*Task*
Would you please copy each line below that includes the string "entry"?

Stored data

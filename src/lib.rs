//! # demux
//!
//! Multiplex network reconstruction: given only the aggregate of a
//! multiplex (the union of its layers' edges) and some side information,
//! assign every aggregate edge to the layer it most likely came from.
//!
//! Side information is either a subset of edges with known layers, or one
//! degree sequence per layer. Each unknown edge is scored per layer with a
//! configuration-model likelihood (product of endpoint degrees), optionally
//! reweighted by detected community structure, and given to the arg-max layer.
//!
//! The pipeline, leaf first:
//!
//! - [`graph`]: edges, layers, degree sequences, partitions, multiplexes
//! - [`remnant`]: per-layer "not yet attributable elsewhere" graphs
//! - [`estimate`]: remnant communities and the community strength mu
//! - [`likelihood`]: per-edge likelihood vectors and hard classification
//! - [`reconstruct`]: the driver tying these together

pub mod community;
/// Error types used across `demux`.
pub mod error;
pub mod estimate;
pub mod graph;
pub mod io;
pub mod likelihood;
pub mod metrics;
pub mod reconstruct;
pub mod remnant;
pub mod validate;

pub use community::{CommunityDetection, Louvain};
pub use error::{Error, Result};
pub use estimate::{estimate_mu, MuEstimate, DISABLED_MU, NEUTRAL_MU};
pub use graph::{
    Aggregate, Aggregation, CommunityStructure, Correlation, DegreeSequence, Edge, Layer,
    LayerSummary, Multiplex, NodeId, Observations, Partition,
};
pub use likelihood::{classify, classify_edges, edge_likelihoods, Classification, Evidence};
pub use metrics::{jaccard, nmi, pearson, spearman};
pub use reconstruct::{reconstruct, Reconstruction, ReconstructionConfig, SideInformation};
pub use remnant::{build_remnants, Remnants};
pub use validate::{validate_degree_sequences, validate_observations, ValidationReport};
//! Side-information validation.
//!
//! [`validate_observations`] and [`validate_degree_sequences`] walk the whole
//! input and report every problem they find, not just the first one. Error-
//! level issues carry the typed [`Error`] a reconstruction run would fail
//! with; [`ValidationReport::into_result`] turns a report into that error.
//!
//! # Example
//!
//! ```rust
//! use demux::graph::{Aggregate, Edge, Observations};
//! use demux::validate::validate_observations;
//!
//! let agg = Aggregate::from_pairs([(1, 2), (2, 3)]).unwrap();
//! let mut obs = Observations::new();
//! obs.entry(0).or_default().insert(Edge::new(1, 3).unwrap());
//!
//! let report = validate_observations(&agg, &obs, 2);
//! assert!(!report.is_healthy());
//! for issue in &report.issues {
//!     eprintln!("{issue}");
//! }
//! ```

use crate::error::{Error, Result};
use crate::graph::{Aggregate, DegreeSequence, Edge, Observations};
use std::collections::{BTreeMap, HashMap};

/// Severity level for validation issues.
#[derive(Debug, Clone, Copy, PartialEq, Eq, PartialOrd, Ord, Hash)]
pub enum Severity {
    /// Informational, not a problem.
    Info,
    /// Something unusual but not necessarily wrong.
    Warning,
    /// The input cannot be reconstructed.
    Error,
}

impl std::fmt::Display for Severity {
    fn fmt(&self, f: &mut std::fmt::Formatter<'_>) -> std::fmt::Result {
        match self {
            Severity::Info => write!(f, "INFO"),
            Severity::Warning => write!(f, "WARN"),
            Severity::Error => write!(f, "ERROR"),
        }
    }
}

/// A single validation issue.
#[derive(Debug, Clone)]
pub struct ValidationIssue {
    /// Severity of the issue.
    pub severity: Severity,
    /// Human-readable description.
    pub message: String,
    /// Layer involved, if any.
    pub layer: Option<usize>,
    /// Edge involved, if any.
    pub edge: Option<Edge>,
    /// Typed error for error-level issues.
    pub error: Option<Error>,
}

impl ValidationIssue {
    /// Create a new validation issue.
    pub fn new(severity: Severity, message: impl Into<String>) -> Self {
        Self {
            severity,
            message: message.into(),
            layer: None,
            edge: None,
            error: None,
        }
    }

    /// Error-level issue built from a typed error.
    pub fn from_error(error: Error) -> Self {
        let mut issue = Self::new(Severity::Error, error.to_string());
        match &error {
            Error::InvalidTopology { edge, layer, .. } => {
                issue.edge = Some(*edge);
                issue.layer = *layer;
            }
            Error::AmbiguousObservation { edge, second, .. } => {
                issue.edge = Some(*edge);
                issue.layer = Some(*second);
            }
            Error::UncoveredNode { layer, .. } => issue.layer = Some(*layer),
            _ => {}
        }
        issue.error = Some(error);
        issue
    }

    /// Attach a layer.
    pub fn with_layer(mut self, layer: usize) -> Self {
        self.layer = Some(layer);
        self
    }
}

impl std::fmt::Display for ValidationIssue {
    fn fmt(&self, f: &mut std::fmt::Formatter<'_>) -> std::fmt::Result {
        write!(f, "[{}] {}", self.severity, self.message)?;
        if self.error.is_none() {
            if let Some(layer) = self.layer {
                write!(f, " (layer {layer})")?;
            }
            if let Some(edge) = self.edge {
                write!(f, " (edge {edge})")?;
            }
        }
        Ok(())
    }
}

/// Report from a validation pass.
#[derive(Debug, Clone, Default)]
pub struct ValidationReport {
    /// All issues found.
    pub issues: Vec<ValidationIssue>,
}

impl ValidationReport {
    /// Create an empty report.
    pub fn new() -> Self {
        Self { issues: Vec::new() }
    }

    /// Add an issue to the report.
    pub fn add(&mut self, issue: ValidationIssue) {
        self.issues.push(issue);
    }

    /// Add an info-level issue.
    pub fn info(&mut self, message: impl Into<String>) {
        self.add(ValidationIssue::new(Severity::Info, message));
    }

    /// Add a warning-level issue.
    pub fn warn(&mut self, message: impl Into<String>) {
        self.add(ValidationIssue::new(Severity::Warning, message));
    }

    /// Add an error-level issue.
    pub fn error(&mut self, error: Error) {
        self.add(ValidationIssue::from_error(error));
    }

    /// No error-level issues.
    pub fn is_healthy(&self) -> bool {
        !self.issues.iter().any(|i| i.severity >= Severity::Error)
    }

    /// No issues at all.
    pub fn is_clean(&self) -> bool {
        self.issues.is_empty()
    }

    /// Issues at or above `min_severity`.
    pub fn issues_at_level(&self, min_severity: Severity) -> Vec<&ValidationIssue> {
        self.issues
            .iter()
            .filter(|i| i.severity >= min_severity)
            .collect()
    }

    /// Count issues by severity.
    pub fn counts(&self) -> HashMap<Severity, usize> {
        let mut counts = HashMap::new();
        for issue in &self.issues {
            *counts.entry(issue.severity).or_default() += 1;
        }
        counts
    }

    /// `Err` with the first error-level issue's error, if any.
    pub fn into_result(self) -> Result<()> {
        match self.issues.into_iter().find_map(|i| i.error) {
            Some(e) => Err(e),
            None => Ok(()),
        }
    }
}

impl std::fmt::Display for ValidationReport {
    fn fmt(&self, f: &mut std::fmt::Formatter<'_>) -> std::fmt::Result {
        if self.is_clean() {
            return write!(f, "Validation passed: no issues found");
        }

        let counts = self.counts();
        write!(f, "Validation report: ")?;

        let parts: Vec<String> = [
            (Severity::Error, "errors"),
            (Severity::Warning, "warnings"),
            (Severity::Info, "info"),
        ]
        .iter()
        .filter_map(|(sev, name)| counts.get(sev).map(|c| format!("{} {}", c, name)))
        .collect();

        writeln!(f, "{}", parts.join(", "))?;

        for issue in &self.issues {
            writeln!(f, "  {}", issue)?;
        }

        Ok(())
    }
}

/// Check partial observations against the aggregate.
///
/// Errors: observed edge not in the aggregate, edge observed in two layers,
/// layer index outside `0..layer_count`. Warnings: layers with no
/// observations, nothing left to classify.
pub fn validate_observations(
    aggregate: &Aggregate,
    observations: &Observations,
    layer_count: usize,
) -> ValidationReport {
    let mut report = ValidationReport::new();
    if aggregate.is_empty() {
        report.error(Error::EmptyInput);
        return report;
    }

    let mut owner: BTreeMap<Edge, usize> = BTreeMap::new();
    for (&layer, edges) in observations {
        if layer >= layer_count {
            report.add(
                ValidationIssue::from_error(Error::InvalidParameter {
                    name: "layer_count",
                    message: "observed layer index exceeds layer count",
                })
                .with_layer(layer),
            );
        }
        for edge in edges {
            if !aggregate.contains(edge) {
                report.error(Error::layer_topology(*edge, layer, "observed edge not in aggregate"));
            } else if let Some(&first) = owner.get(edge) {
                report.error(Error::AmbiguousObservation {
                    edge: *edge,
                    first,
                    second: layer,
                });
            } else {
                let _ = owner.insert(*edge, layer);
            }
        }
    }

    for layer in 0..layer_count {
        if observations.get(&layer).map_or(true, |s| s.is_empty()) {
            report.add(
                ValidationIssue::new(Severity::Warning, "no observed edges").with_layer(layer),
            );
        }
    }
    if owner.len() == aggregate.edge_count() {
        report.warn("every aggregate edge is already observed");
    }
    report.info(format!(
        "{} of {} aggregate edges observed across {} layers",
        owner.len(),
        aggregate.edge_count(),
        layer_count
    ));
    report
}

/// Check supplied degree sequences against the aggregate.
///
/// Errors: no sequences, an aggregate node missing from a sequence.
/// Warnings: odd total degree in a layer, total degree across layers not
/// equal to twice the aggregate edge count.
pub fn validate_degree_sequences(
    aggregate: &Aggregate,
    sequences: &[DegreeSequence],
) -> ValidationReport {
    let mut report = ValidationReport::new();
    if aggregate.is_empty() {
        report.error(Error::EmptyInput);
        return report;
    }
    if sequences.is_empty() {
        report.error(Error::UnsupportedMode("no degree sequences supplied"));
        return report;
    }

    for (layer, seq) in sequences.iter().enumerate() {
        if let Some(&node) = aggregate.nodes().iter().find(|&&n| !seq.covers(n)) {
            report.error(Error::UncoveredNode { layer, node });
        }
        if seq.total() % 2 == 1 {
            report.add(
                ValidationIssue::new(Severity::Warning, "odd total degree").with_layer(layer),
            );
        }
    }

    let total: usize = sequences.iter().map(DegreeSequence::total).sum();
    if total != 2 * aggregate.edge_count() {
        report.warn(format!(
            "degree total {} differs from twice the aggregate edge count {}",
            total,
            2 * aggregate.edge_count()
        ));
    }
    report
}
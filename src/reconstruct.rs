//! Reconstruction driver.
//!
//! Turns an aggregate graph plus side information into a complete
//! [`Multiplex`]:
//!
//! 1. Validate the side information (fail fast, nothing is classified on
//!    bad input).
//! 2. Derive per-layer evidence:
//!    - **observations**: remnant degree sequences, plus remnant communities
//!      and mu when community detection is on;
//!    - **degree sequences**: the supplied sequences, no partitions.
//! 3. Classify every aggregate edge not already observed.
//! 4. Merge the classification with the observations.
//!
//! Randomness is confined to tie-breaking and comes from one generator
//! seeded by [`ReconstructionConfig::with_seed`].
//!
//! ```rust
//! use demux::graph::{Aggregate, Edge, Observations};
//! use demux::reconstruct::{reconstruct, ReconstructionConfig, SideInformation};
//!
//! let agg = Aggregate::from_pairs([(1, 2), (2, 3), (3, 4), (1, 4)]).unwrap();
//! let mut obs = Observations::new();
//! obs.entry(0).or_default().insert(Edge::new(1, 2).unwrap());
//! obs.entry(1).or_default().insert(Edge::new(3, 4).unwrap());
//!
//! let config = ReconstructionConfig::new().with_seed(7);
//! let result = reconstruct(&agg, &SideInformation::Observations(obs), &config).unwrap();
//! assert_eq!(result.multiplex.total_edges(), 4);
//! assert_eq!(result.mu, 1.0);
//! ```

use crate::community::Louvain;
use crate::error::{Error, Result};
use crate::estimate::{estimate_mu, MuEstimate};
use crate::graph::{Aggregate, DegreeSequence, Edge, Multiplex, Observations};
use crate::likelihood::{classify_edges, Evidence};
use crate::remnant::build_remnants;
use crate::validate::{validate_degree_sequences, validate_observations};
use rand::prelude::*;
use std::collections::{BTreeMap, BTreeSet};

/// Smallest layer count inferred from observations.
const MIN_OBSERVED_LAYERS: usize = 2;

/// What is known besides the aggregate.
#[derive(Debug, Clone, PartialEq)]
pub enum SideInformation {
    /// Some edges with known layers.
    Observations(Observations),
    /// One zero-filled degree sequence per layer.
    DegreeSequences(Vec<DegreeSequence>),
}

impl SideInformation {
    /// Pick the mode from optional inputs; exactly one must be present.
    pub fn from_parts(
        observations: Option<Observations>,
        degree_sequences: Option<Vec<DegreeSequence>>,
    ) -> Result<Self> {
        match (observations, degree_sequences) {
            (Some(o), None) => Ok(Self::Observations(o)),
            (None, Some(d)) => Ok(Self::DegreeSequences(d)),
            (Some(_), Some(_)) => Err(Error::UnsupportedMode(
                "both observations and degree sequences supplied",
            )),
            (None, None) => Err(Error::UnsupportedMode(
                "neither observations nor degree sequences supplied",
            )),
        }
    }
}

/// Reconstruction settings.
#[derive(Debug, Clone, PartialEq)]
pub struct ReconstructionConfig {
    /// Tie-break seed; `None` uses the thread-local generator.
    seed: Option<u64>,
    /// Weight likelihoods by remnant community structure.
    use_community_detection: bool,
    /// Keep per-edge likelihood vectors in the result.
    soft_output: bool,
    /// Layer count in observation mode.
    layer_count: Option<usize>,
    /// Detector used on remnants.
    louvain: Louvain,
}

impl ReconstructionConfig {
    /// Defaults: unseeded, no community detection, hard output only.
    pub fn new() -> Self {
        Self {
            seed: None,
            use_community_detection: false,
            soft_output: false,
            layer_count: None,
            louvain: Louvain::new(),
        }
    }

    /// Seed the tie-break generator.
    pub fn with_seed(mut self, seed: u64) -> Self {
        self.seed = Some(seed);
        self
    }

    /// Turn community weighting on or off.
    pub fn with_community_detection(mut self, enabled: bool) -> Self {
        self.use_community_detection = enabled;
        self
    }

    /// Keep likelihood vectors for soft classification.
    pub fn with_soft_output(mut self, enabled: bool) -> Self {
        self.soft_output = enabled;
        self
    }

    /// Fix the number of layers in observation mode.
    ///
    /// Without it the count is one past the highest observed layer, and at
    /// least 2. In degree-sequence mode it must equal the number of
    /// sequences.
    pub fn with_layer_count(mut self, layers: usize) -> Self {
        self.layer_count = Some(layers);
        self
    }

    /// Replace the remnant community detector.
    pub fn with_louvain(mut self, louvain: Louvain) -> Self {
        self.louvain = louvain;
        self
    }

    /// Whether community weighting is on.
    pub fn use_community_detection(&self) -> bool {
        self.use_community_detection
    }

    fn layer_count_for(&self, observations: &Observations) -> usize {
        self.layer_count.unwrap_or_else(|| {
            observations
                .keys()
                .next_back()
                .map_or(MIN_OBSERVED_LAYERS, |&max| (max + 1).max(MIN_OBSERVED_LAYERS))
        })
    }
}

impl Default for ReconstructionConfig {
    fn default() -> Self {
        Self::new()
    }
}

/// Output of a reconstruction run.
#[derive(Debug, Clone, PartialEq)]
pub struct Reconstruction {
    /// Every aggregate edge in exactly one layer.
    pub multiplex: Multiplex,
    /// Layer chosen for each previously unclassified edge.
    pub mapping: BTreeMap<Edge, usize>,
    /// Likelihood vector per classified edge (soft output only).
    pub likelihoods: Option<BTreeMap<Edge, Vec<f64>>>,
    /// Community strength used for scoring.
    pub mu: f64,
    /// Classified edges decided by a random tie-break.
    pub ties: usize,
}

/// Reconstruct the multiplex behind `aggregate`.
pub fn reconstruct(
    aggregate: &Aggregate,
    side: &SideInformation,
    config: &ReconstructionConfig,
) -> Result<Reconstruction> {
    let mut rng: Box<dyn RngCore> = match config.seed {
        Some(s) => Box::new(StdRng::seed_from_u64(s)),
        None => Box::new(rand::rng()),
    };

    let (evidence, observations, layer_count) = match side {
        SideInformation::Observations(obs) => {
            let layer_count = config.layer_count_for(obs);
            validate_observations(aggregate, obs, layer_count).into_result()?;
            (observation_evidence(aggregate, obs, layer_count, config)?, Some(obs), layer_count)
        }
        SideInformation::DegreeSequences(seqs) => {
            if config.layer_count.is_some_and(|n| n != seqs.len()) {
                return Err(Error::UnsupportedMode(
                    "layer count disagrees with the number of degree sequences",
                ));
            }
            validate_degree_sequences(aggregate, seqs).into_result()?;
            (degree_evidence(seqs, config)?, None, seqs.len())
        }
    };

    let known: BTreeSet<Edge> = observations
        .into_iter()
        .flat_map(|o| o.values().flatten().copied())
        .collect();
    let unknown: Vec<Edge> = aggregate.edges().difference(&known).copied().collect();

    let classification = classify_edges(&unknown, &evidence, &mut rng, config.soft_output);
    let multiplex =
        Multiplex::from_mapping(aggregate, &classification.mapping, observations, layer_count)?;

    tracing::info!(
        layers = layer_count,
        observed = known.len(),
        classified = classification.mapping.len(),
        ties = classification.ties,
        mu = evidence.mu(),
        "reconstruction complete"
    );

    Ok(Reconstruction {
        multiplex,
        mapping: classification.mapping,
        likelihoods: classification.likelihoods,
        mu: evidence.mu(),
        ties: classification.ties,
    })
}

fn observation_evidence(
    aggregate: &Aggregate,
    observations: &Observations,
    layer_count: usize,
    config: &ReconstructionConfig,
) -> Result<Evidence> {
    let remnants = build_remnants(aggregate, observations, layer_count)?;
    let estimate = if config.use_community_detection {
        estimate_mu(remnants.layers(), &config.louvain)?
    } else {
        MuEstimate::disabled()
    };
    Evidence::new(remnants.degree_sequences(), estimate.partitions, estimate.mu)
}

fn degree_evidence(sequences: &[DegreeSequence], config: &ReconstructionConfig) -> Result<Evidence> {
    // No topology to detect communities on.
    let estimate = if config.use_community_detection {
        tracing::warn!("community detection requested without observations; using neutral mu");
        MuEstimate::neutral()
    } else {
        MuEstimate::disabled()
    };
    Evidence::new(sequences.to_vec(), estimate.partitions, estimate.mu)
}
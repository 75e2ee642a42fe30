//! Plain-text formats.
//!
//! - Aggregate edgelist: one `SRC TGT` pair per line.
//! - Multiplex edgelist: one `LAYER SRC TGT` triple per line; used both for
//!   partial observations and for writing a reconstruction.
//! - Degree sequences: one line per layer, whitespace-separated degrees of
//!   nodes `0, 1, 2, ...`.
//!
//! Blank lines and lines starting with `#` are skipped. Extra trailing
//! columns on edge lines are ignored.

use crate::error::{Error, Result};
use crate::graph::{Aggregate, DegreeSequence, Edge, Multiplex, NodeId, Observations};
use std::str::FromStr;

fn content_lines(text: &str) -> impl Iterator<Item = (usize, Vec<&str>)> {
    text.lines().enumerate().filter_map(|(i, line)| {
        let line = line.trim();
        if line.is_empty() || line.starts_with('#') {
            None
        } else {
            Some((i + 1, line.split_whitespace().collect()))
        }
    })
}

fn field<T: FromStr>(fields: &[&str], idx: usize, line: usize, what: &str) -> Result<T> {
    let raw = fields.get(idx).ok_or_else(|| Error::Parse {
        line,
        message: format!("missing {what}"),
    })?;
    raw.parse().map_err(|_| Error::Parse {
        line,
        message: format!("invalid {what} '{raw}'"),
    })
}

fn edge_at(fields: &[&str], offset: usize, line: usize) -> Result<Edge> {
    let src: NodeId = field(fields, offset, line, "source node")?;
    let tgt: NodeId = field(fields, offset + 1, line, "target node")?;
    Edge::new(src, tgt).map_err(|_| Error::Parse {
        line,
        message: format!("self-loop on node {src}"),
    })
}

/// Parse an aggregate `SRC TGT` edgelist.
pub fn parse_aggregate(text: &str) -> Result<Aggregate> {
    let edges = content_lines(text)
        .map(|(line, fields)| edge_at(&fields, 0, line))
        .collect::<Result<Vec<_>>>()?;
    Ok(Aggregate::from_edges(edges))
}

/// Parse a `LAYER SRC TGT` multiplex edgelist into observations.
pub fn parse_observations(text: &str) -> Result<Observations> {
    let mut out = Observations::new();
    for (line, fields) in content_lines(text) {
        let layer: usize = field(&fields, 0, line, "layer")?;
        let edge = edge_at(&fields, 1, line)?;
        let _ = out.entry(layer).or_default().insert(edge);
    }
    Ok(out)
}

/// Parse one dense degree sequence per line.
pub fn parse_degree_sequences(text: &str) -> Result<Vec<DegreeSequence>> {
    content_lines(text)
        .map(|(line, fields)| {
            let degrees = (0..fields.len())
                .map(|i| field::<usize>(&fields, i, line, "degree"))
                .collect::<Result<Vec<_>>>()?;
            Ok(DegreeSequence::from_dense(&degrees))
        })
        .collect()
}

/// Write `multiplex` as `LAYER SRC TGT` lines, by layer then edge.
pub fn write_multiplex<W: std::io::Write>(multiplex: &Multiplex, out: &mut W) -> std::io::Result<()> {
    for (idx, layer) in multiplex.layers().iter().enumerate() {
        for edge in layer.edges() {
            let (u, v) = edge.endpoints();
            writeln!(out, "{idx} {u} {v}")?;
        }
    }
    Ok(())
}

*Reply to the exercise*
//! obs.entry(0).or_default().insert(Edge::new(1, 3).unwrap());
            *counts.entry(issue.severity).or_default() += 1;
//! obs.entry(0).or_default().insert(Edge::new(1, 2).unwrap());
//! obs.entry(1).or_default().insert(Edge::new(3, 4).unwrap());
        let _ = out.entry(layer).or_default().insert(edge);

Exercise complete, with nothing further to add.